Let’s throw in the problem of evil for good measure,
Omnibenevolence, omnipotence, omniscience, and horror – Cancer. Hurricanes. Disease. Even heartbreak. If a deity can prevent these things and he does not, he is not perfect or he is not capable of preventing them or he doesn’t know it’s happening. The problem of evil is talked about enough and has been maneuvered around enough times that it doesn’t need to resurface here, but it is probably the most famous contradiction of the Christian god, so I had to include it.
Can God stop natural disasters? Yes. The fact that he doesn’t says nothing about his goodness, his power, or his knowledge, except that he has a right to do with his creation as he pleases. If God is perfectly good, then he is obligated to destroy evil. Guess what, you’re evil, God is obligated to destroy you. He can do it fast, or he can do it slow. God knows that you are evil but he, in his goodness gives opportunity for repentance. God knows that apart from an exercise of his power, no one will repent. God, in his goodness, exercises his power and causes some who justly deserve his wrath to repent and to seek him. Some of the many means that he has at his disposal to bring that about that end is disease and disaster. What obstacles does God have to remove to bring you to himself? The fact that God can use evil to bring about good is a testimony to his power.
Omniscience – This one’s interesting, possibly because of its subtlety. One of my Christian professors actually articulated his difficulty in comprehending this one. He asked, “Does God know what it’s like to be a strawberry?” Now that’s not something you ask yourself every day. But obscure things like this don’t seem like the type of thing that can be known. So can God know things that seem unknowable? Does he know what your life is like? Or mine? Does he know how we atheists have struggled with religion, and not being convinced, and how hard it is to be in the closet and come out? Is this really what he wants? If not, he’s not doing anything about it or reminding us that he’s there after all.

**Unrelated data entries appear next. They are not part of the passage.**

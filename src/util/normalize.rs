// Copyright 2025-present Harīṣh Tummalachērla
// SPDX-License-Identifier: Apache-2.0

//! Text normalization shared by indexing and querying.
//!
//! Both sides of a match have to go through the same function, otherwise
//! "Moses," in a record never meets "moses" in a query. The rules are small:
//! lowercase, punctuation becomes a space, whitespace runs collapse, ends trim.

#[cfg(feature = "unicode-normalization")]
use unicode_normalization::UnicodeNormalization;

/// Normalize a string for search: lowercase, strip diacritics, turn punctuation
/// into spaces, and collapse whitespace.
///
/// - "Genesis 1:1" → "genesis 1 1"
/// - "Aaron's rod" → "aaron s rod"
/// - "Élie" → "elie"
///
/// # Algorithm (with unicode-normalization feature)
///
/// 1. NFD normalize (decompose characters into base + combining marks)
/// 2. Filter out combining marks
/// 3. Lowercase
/// 4. Map every non-alphanumeric character to a space
/// 5. Collapse whitespace and trim
#[cfg(feature = "unicode-normalization")]
pub fn normalize(value: &str) -> String {
    let stripped: String = value.nfd().filter(|c| !is_combining_mark(*c)).collect();
    collapse(&stripped)
}

/// Normalization without diacritic stripping.
/// Lowercases, removes punctuation and collapses whitespace.
#[cfg(not(feature = "unicode-normalization"))]
pub fn normalize(value: &str) -> String {
    collapse(value)
}

fn collapse(value: &str) -> String {
    let mut out = String::with_capacity(value.len());
    let mut pending_space = false;

    for c in value.chars().flat_map(char::to_lowercase) {
        if c.is_alphanumeric() {
            if pending_space && !out.is_empty() {
                out.push(' ');
            }
            pending_space = false;
            out.push(c);
        } else {
            pending_space = true;
        }
    }

    out
}

/// Check if a character is a combining mark (diacritic).
#[cfg(feature = "unicode-normalization")]
fn is_combining_mark(c: char) -> bool {
    matches!(c,
        '\u{0300}'..='\u{036F}' |  // Combining Diacritical Marks
        '\u{1AB0}'..='\u{1AFF}' |  // Combining Diacritical Marks Extended
        '\u{1DC0}'..='\u{1DFF}' |  // Combining Diacritical Marks Supplement
        '\u{20D0}'..='\u{20FF}' |  // Combining Diacritical Marks for Symbols
        '\u{FE20}'..='\u{FE2F}'    // Combining Half Marks
    )
}

/// Split normalized text into tokens.
///
/// Expects output of [`normalize`], so a single space is the only separator.
pub fn tokenize(normalized: &str) -> impl Iterator<Item = &str> {
    normalized.split(' ').filter(|t| !t.is_empty())
}

/// Length in characters, not bytes.
#[inline]
pub fn char_len(value: &str) -> usize {
    value.chars().count()
}
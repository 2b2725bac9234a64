// Copyright 2025-present Harīṣh Tummalachērla
// SPDX-License-Identifier: Apache-2.0

//! Error types.
//!
//! Searching never fails. The only fallible operations are loading things
//! from disk (config, manifest, record files) and talking to a history store.
//! Per-record problems during index construction are reported as
//! [`RecordError`] values that the builder logs and skips.

use std::io;
use std::path::PathBuf;

use thiserror::Error;

/// Errors surfaced by engine setup and the CLI.
#[derive(Error, Debug)]
pub enum EngineError {
    #[error("IO error reading {path}: {source}")]
    Io {
        path: PathBuf,
        #[source]
        source: io::Error,
    },

    #[error("invalid JSON in {path}: {source}")]
    Json {
        path: PathBuf,
        #[source]
        source: serde_json::Error,
    },

    #[error("collection {0:?} is not registered")]
    UnknownCollection(String),

    #[error("collection {0:?} has no configuration and no built-in default")]
    MissingCollectionConfig(String),

    #[error("record file for {collection:?} must contain a JSON array")]
    NotAnArray { collection: String },

    #[error("invalid synonym table: {0}")]
    Synonyms(#[source] serde_json::Error),

    #[error("history store: {0}")]
    Store(#[from] StoreError),

    #[error("could not serialize output: {0}")]
    Output(#[source] serde_json::Error),
}

impl EngineError {
    pub(crate) fn io(path: impl Into<PathBuf>, source: io::Error) -> Self {
        EngineError::Io {
            path: path.into(),
            source,
        }
    }

    pub(crate) fn json(path: impl Into<PathBuf>, source: serde_json::Error) -> Self {
        EngineError::Json {
            path: path.into(),
            source,
        }
    }
}

/// Why a record was left out of an index.
#[derive(Error, Debug, Clone, PartialEq, Eq)]
pub enum RecordError {
    #[error("record is not a JSON object")]
    NotAnObject,

    #[error("title field {field:?} is missing or empty")]
    MissingTitle { field: String },

    #[error("no searchable text after normalization")]
    EmptyText,
}

/// Failures of the history persistence collaborator.
///
/// These never reach `search` callers; the engine logs and moves on.
#[derive(Error, Debug)]
pub enum StoreError {
    #[error("storage quota exceeded: {needed} bytes needed, {quota} allowed")]
    QuotaExceeded { needed: usize, quota: usize },

    #[error("history serialization failed: {0}")]
    Serialization(#[from] serde_json::Error),

    #[error("history IO failed: {0}")]
    Io(#[from] io::Error),
}

pub type Result<T, E = EngineError> = std::result::Result<T, E>;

Short answer: yes. Now, each of those questions has a long and deliberate answer worthy of a post in themselves but the brief answer is “yes”. As for her final statement, I would remind her that her conscience and the creation around her scream that God is there. The indignation that accompanies injustice is a testimony to man’s intrinsic recognition that his status as an image bearer of God. Wonder at the complexity and interconnectedness of the created order testifies to the majesty and power of its Creator. God’s immanence permeates reality so much that man is left to muddle in absurdity if discounted.
There are numerous paradoxes that exist between the attributes of God and human experience, however they find themselves resolved when brought into light of God’s revelation of himself both in the Written Word of Scripture and in Christ Jesus.